Messages in this thread Patch in this message | | From | Mathieu Desnoyers <> | Subject | [RFC PATCH] percpu system call: fast userspace percpu critical sections | Date | Thu, 21 May 2015 10:44:47 -0400 |
| |
Expose a new system call allowing userspace threads to register a TLS area used as an ABI between the kernel and userspace to share information required to create efficient per-cpu critical sections in user-space.
This ABI consists of a thread-local structure containing:
- a nesting count surrounding the critical section, - a signal number to be sent to the thread when preempting a thread with non-zero nesting count, - a flag indicating whether the signal has been sent within the critical section, - an integer where to store the current CPU number, updated whenever the thread is preempted. This CPU number cache is not strictly needed, but performs better than getcpu vdso.

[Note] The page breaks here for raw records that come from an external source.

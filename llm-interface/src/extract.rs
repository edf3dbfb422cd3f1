//! Locating and parsing the JSON object inside free-form model output.
//!
//! The model is asked for a bare JSON object but routinely wraps it in
//! prose, emits raw control characters inside string values, or produces
//! invalid JSON outright. [`extract_json`] never panics; every failure is an
//! [`ExtractionError`] that the normalizer turns into a sentinel result.

use regex::Regex;
use serde_json::Value;
use std::sync::OnceLock;
use thiserror::Error;

/// Characters of context shown on each side of a parse error.
const ERROR_CONTEXT_CHARS: usize = 40;

#[derive(Error, Debug, Clone, PartialEq, Eq)]
pub enum ExtractionError {
    #[error("model response was empty")]
    EmptyResponse,

    #[error("no JSON object found in model response")]
    NoJsonFound,

    #[error("malformed JSON at char {offset} (line {line}, column {column}): {message}")]
    MalformedJson {
        offset: usize,
        line: usize,
        column: usize,
        message: String,
        context: String,
    },
}

impl ExtractionError {
    /// Category tag stored alongside `"Error"` in a sentinel result.
    pub fn kind_label(&self) -> &'static str {
        match self {
            ExtractionError::EmptyResponse => "Empty Response",
            ExtractionError::NoJsonFound => "No JSON Found via Regex",
            ExtractionError::MalformedJson { .. } => "Fatal Parsing Failed",
        }
    }
}

fn whole_object_regex() -> &'static Regex {
    static RE: OnceLock<Regex> = OnceLock::new();
    RE.get_or_init(|| Regex::new(r"(?s)^\s*(\{.*\})\s*$").expect("valid regex"))
}

fn embedded_object_regex() -> &'static Regex {
    static RE: OnceLock<Regex> = OnceLock::new();
    RE.get_or_init(|| Regex::new(r"(?s)(\{.*?\})").expect("valid regex"))
}

/// Extracts the JSON value embedded in raw model output.
pub fn extract_json(raw: &str) -> Result<Value, ExtractionError> {
    if raw.trim().is_empty() {
        return Err(ExtractionError::EmptyResponse);
    }

    let span = locate_json_span(raw).ok_or(ExtractionError::NoJsonFound)?;
    let sanitized = strip_control_chars(span);
    parse_lenient(&sanitized)
}

/// Returns the brace-delimited span of `text`. A match of the whole trimmed
/// text wins; otherwise the span runs from the first `{` to the first `}`
/// after it. Trailing prose with braces is ignored, but a nested object
/// wrapped in prose is cut at its first inner `}`.
pub fn locate_json_span(text: &str) -> Option<&str> {
    whole_object_regex()
        .captures(text)
        .or_else(|| embedded_object_regex().captures(text))
        .and_then(|captures| captures.get(1))
        .map(|m| m.as_str())
}

/// Removes ASCII control characters except tab, newline and carriage return.
pub fn strip_control_chars(text: &str) -> String {
    text.chars()
        .filter(|c| !matches!(*c, '\u{00}'..='\u{08}' | '\u{0B}' | '\u{0C}' | '\u{0E}'..='\u{1F}'))
        .collect()
}

/// Parses JSON while tolerating raw control characters inside string
/// literals, which strict JSON forbids.
pub fn parse_lenient(text: &str) -> Result<Value, ExtractionError> {
    let (escaped, origin) = escape_string_controls(text);

    serde_json::from_str::<Value>(&escaped).map_err(|e| {
        let escaped_offset = byte_offset_of(&escaped, e.line(), e.column());
        let byte_offset = origin.get(escaped_offset).copied().unwrap_or(text.len());
        malformed(text, byte_offset, e.to_string())
    })
}

/// Rewrites control characters found inside string literals as JSON escape
/// sequences. Also returns, for every output byte, the input byte it came
/// from.
fn escape_string_controls(text: &str) -> (String, Vec<usize>) {
    let mut out = String::with_capacity(text.len() + 16);
    let mut origin = Vec::with_capacity(text.len() + 16);
    let mut in_string = false;
    let mut escaped = false;

    for (idx, ch) in text.char_indices() {
        let replacement = if in_string && (ch as u32) < 0x20 {
            Some(match ch {
                '\n' => "\\n".to_string(),
                '\r' => "\\r".to_string(),
                '\t' => "\\t".to_string(),
                other => format!("\\u{:04x}", other as u32),
            })
        } else {
            None
        };

        if in_string {
            if escaped {
                escaped = false;
            } else if ch == '\\' {
                escaped = true;
            } else if ch == '"' {
                in_string = false;
            }
        } else if ch == '"' {
            in_string = true;
        }

        match replacement {
            Some(seq) => {
                origin.extend(std::iter::repeat(idx).take(seq.len()));
                out.push_str(&seq);
            }
            None => {
                origin.extend(std::iter::repeat(idx).take(ch.len_utf8()));
                out.push(ch);
            }
        }
    }

    (out, origin)
}

/// Converts serde_json's one-based line and column into a byte offset.
fn byte_offset_of(text: &str, line: usize, column: usize) -> usize {
    let line_start: usize = text
        .split_inclusive('\n')
        .take(line.saturating_sub(1))
        .map(str::len)
        .sum();
    (line_start + column.saturating_sub(1)).min(text.len())
}

fn malformed(text: &str, byte_offset: usize, parser_message: String) -> ExtractionError {
    let mut byte_offset = byte_offset.min(text.len());
    while !text.is_char_boundary(byte_offset) {
        byte_offset -= 1;
    }

    let before = &text[..byte_offset];
    let offset = before.chars().count();
    let line = before.matches('\n').count() + 1;
    let column = before.rsplit('\n').next().map_or(0, |l| l.chars().count()) + 1;

    // serde_json appends " at line X column Y"; the position is reported
    // separately relative to the extracted span.
    let message = match parser_message.rfind(" at line ") {
        Some(idx) => parser_message[..idx].to_string(),
        None => parser_message,
    };

    let context_before: String = {
        let chars: Vec<char> = before.chars().collect();
        let start = chars.len().saturating_sub(ERROR_CONTEXT_CHARS);
        chars[start..].iter().collect()
    };
    let mut rest = text[byte_offset..].chars();
    let error_char = rest
        .next()
        .map_or_else(|| "[EOF]".to_string(), |c| c.to_string());
    let context_after: String = rest.take(ERROR_CONTEXT_CHARS - 1).collect();

    ExtractionError::MalformedJson {
        offset,
        line,
        column,
        message,
        context: format!(
            "...{context_before}>>>ERROR (char {offset}) '{error_char}'<<<{context_after}..."
        ),
    }
}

This approach is inspired by Paul Turner and Andrew Hunter's work on percpu atomics, which lets the kernel handle restart of critical sections, ref. http://www.linuxplumbersconf.org/2013/ocw/system/presentations/1695/original/LPC%20-%20PerCpu%20Atomics.pdf
What is done differently here compared to percpu atomics: we track a single nesting counter per thread rather than many ranges of instruction pointer values. We deliver a signal to user-space and let the logic of restart be handled in user-space, thus moving the complexity out of the kernel. The nesting counter approach allows us to skip the complexity of interacting with signals that would be otherwise needed with the percpu atomics approach, which needs to know which instruction pointers are preempted, including when preemption occurs on a signal handler nested over an instruction pointer of interest.
Advantages of this approach over percpu atomics: - kernel code is relatively simple: complexity of restart sections is in user-space, - easy to port to other architectures: just need to reserve a new system call, - for threads which have registered a TLS structure, the fast-path at preemption is only a nesting counter check, along with the optional store of the current CPU number, rather than comparing instruction pointer with possibly many registered ranges,
Caveats of this approach compared to the percpu atomics: - We need a signal number for this, so it cannot be done without designing the application accordingly, - Handling restart in user-space is currently performed with page protection, for which we install a SIGSEGV signal handler. Again, this requires designing the application accordingly, especially if the application installs its own segmentation fault handler, - It cannot be used for tracing of processes by injection of code into their address space, due to interactions with application signal handlers.
The user-space proof of concept code implementing the restart section can be found here: https://github.com/compudj/percpu-dev
Benchmarking sched_getcpu() vs tls cache approach. Getting the current CPU number:
- With Linux vdso: 12.7 ns - With TLS-cached cpu number: 0.3 ns
We will use the TLS-cached cpu number for the following benchmarks.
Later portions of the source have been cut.